### DATA EXCERPTS
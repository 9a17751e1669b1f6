use std::collections::HashMap;
use std::fs;
use std::path::{Path, PathBuf};

use log::warn;
use serde::{Deserialize, Serialize};

/// Node configuration, loadable from a JSON file.
///
/// Every field has a default, so a partial file (or none at all) still
/// yields a runnable node.
#[derive(Debug, Clone, Serialize, Deserialize)]
#[serde(default)]
pub struct ChainConfig {
    /// Number of shards at genesis. Scaling can only grow this.
    pub num_shards: usize,
    /// Required leading zero hex digits in a block hash.
    pub difficulty: u32,
    pub total_supply: f64,
    /// Pending-queue capacity per shard, for utilization accounting.
    pub shard_capacity: usize,
    /// Base mining reward before the renewable adjustment.
    pub base_reward: f64,
    /// Shard task poll interval.
    pub poll_interval_ms: u64,
    /// Bound on concurrently mining worker threads across all shards.
    pub mining_workers: usize,
    /// Address credited with this node's mining rewards.
    pub miner_address: String,
    pub state_file: PathBuf,
    /// Balances credited at cold start.
    pub genesis_balances: HashMap<String, f64>,
    pub bootstrap: BootstrapConfig,
}

/// Consensus registrations applied at cold start.
#[derive(Debug, Clone, Default, Serialize, Deserialize)]
#[serde(default)]
pub struct BootstrapConfig {
    pub validators: Vec<ValidatorBootstrap>,
    pub delegates: Vec<DelegateBootstrap>,
    pub renewable_nodes: Vec<RenewableNodeBootstrap>,
}

#[derive(Debug, Clone, Serialize, Deserialize)]
pub struct ValidatorBootstrap {
    pub address: String,
    pub stake: f64,
}

#[derive(Debug, Clone, Serialize, Deserialize)]
pub struct DelegateBootstrap {
    pub holder: String,
    pub validator: String,
}

#[derive(Debug, Clone, Serialize, Deserialize)]
pub struct RenewableNodeBootstrap {
    pub node_id: String,
    pub renewable_ratio: f64,
}

impl Default for ChainConfig {
    fn default() -> Self {
        ChainConfig {
            num_shards: 3,
            difficulty: 3,
            total_supply: 1_000_000.0,
            shard_capacity: qfc_core::shard::DEFAULT_CAPACITY,
            base_reward: 50.0,
            poll_interval_ms: 500,
            mining_workers: 2,
            miner_address: "qfc-node-local".to_string(),
            state_file: PathBuf::from("qfc_state.json"),
            genesis_balances: HashMap::new(),
            bootstrap: BootstrapConfig::default(),
        }
    }
}

impl ChainConfig {
    /// Read a config file, falling back to defaults when it is missing or
    /// malformed.
    pub fn load(path: &Path) -> Self {
        match fs::read(path) {
            Ok(bytes) => match serde_json::from_slice(&bytes) {
                Ok(config) => config,
                Err(e) => {
                    warn!(
                        "Config at {} is malformed ({}); using defaults",
                        path.display(),
                        e
                    );
                    ChainConfig::default()
                }
            },
            Err(_) => {
                warn!("No config at {}; using defaults", path.display());
                ChainConfig::default()
            }
        }
    }
}
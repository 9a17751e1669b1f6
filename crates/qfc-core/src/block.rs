use chrono::Utc;
use log::info;
use serde::{Deserialize, Serialize};
use serde_json::json;
use sha2::{Digest, Sha256};

use crate::transaction::Transaction;

/// Provenance carried by every block.
#[derive(Debug, Clone, Serialize, Deserialize, PartialEq)]
pub struct BlockMetadata {
    /// Address that mined the block; `None` for genesis blocks.
    pub miner: Option<String>,
    pub shard_id: u64,
}

/// One block in a shard's chain.
///
/// `hash` is a pure function of the other fields: it always equals
/// `compute_hash()` for a well-formed block, and `previous_hash` of block N
/// equals `hash` of block N-1 within the same shard.
#[derive(Debug, Clone, Serialize, Deserialize, PartialEq)]
pub struct Block {
    pub index: u64,
    pub transactions: Vec<Transaction>,
    pub previous_hash: String,
    pub nonce: u64,
    pub timestamp: i64,
    pub metadata: BlockMetadata,
    pub hash: String,
}

impl Block {
    pub fn new(
        index: u64,
        transactions: Vec<Transaction>,
        previous_hash: String,
        metadata: BlockMetadata,
    ) -> Self {
        let mut block = Block {
            index,
            transactions,
            previous_hash,
            nonce: 0,
            timestamp: Utc::now().timestamp(),
            metadata,
            hash: String::new(),
        };
        block.hash = block.compute_hash();
        block
    }

    /// The empty block that roots a shard's chain.
    pub fn genesis(shard_id: u64) -> Self {
        Block::new(
            0,
            Vec::new(),
            "0".to_string(),
            BlockMetadata {
                miner: None,
                shard_id,
            },
        )
    }

    /// Canonical serialization of everything the proof-of-work covers
    /// except the nonce. serde_json emits object keys in sorted order, so
    /// the payload is stable across processes.
    pub fn pow_payload(&self) -> String {
        json!({
            "index": self.index,
            "transactions": self.transactions,
            "previous_hash": self.previous_hash,
            "timestamp": self.timestamp,
            "metadata": self.metadata,
        })
        .to_string()
    }

    /// Hex SHA-256 digest over the canonical payload plus the nonce.
    pub fn compute_hash(&self) -> String {
        let mut hasher = Sha256::new();
        hasher.update(format!("{}{}", self.pow_payload(), self.nonce));
        hex::encode(hasher.finalize())
    }

    /// Whether a hash satisfies the difficulty target: at least
    /// `difficulty` leading zero hex digits.
    pub fn meets_difficulty(hash: &str, difficulty: u32) -> bool {
        hash.len() >= difficulty as usize
            && hash.chars().take(difficulty as usize).all(|c| c == '0')
    }

    /// Increment the nonce until the recomputed hash meets the difficulty.
    pub fn mine(&mut self, difficulty: u32) {
        while !Self::meets_difficulty(&self.hash, difficulty) {
            self.nonce = self.nonce.wrapping_add(1);
            self.hash = self.compute_hash();
        }
        info!(
            "Block {} mined in shard {}: {}",
            self.index, self.metadata.shard_id, self.hash
        );
    }

    /// Apply an externally found proof-of-work seal.
    ///
    /// The seal hash must equal the recomputed digest for the given nonce;
    /// callers obtain it from the same payload via the consensus engine.
    pub fn seal(&mut self, nonce: u64, hash: String) {
        self.nonce = nonce;
        self.hash = hash;
    }

    /// Stored hash matches the recomputed digest of the current fields.
    pub fn validate(&self) -> bool {
        self.hash == self.compute_hash()
    }
}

### WORK ORDER
Look over the material and return every line where the word "warn" is found.

### ANSWER TO THIS TASK
use log::warn;
                    warn!(
                warn!("No config at {}; using defaults", path.display());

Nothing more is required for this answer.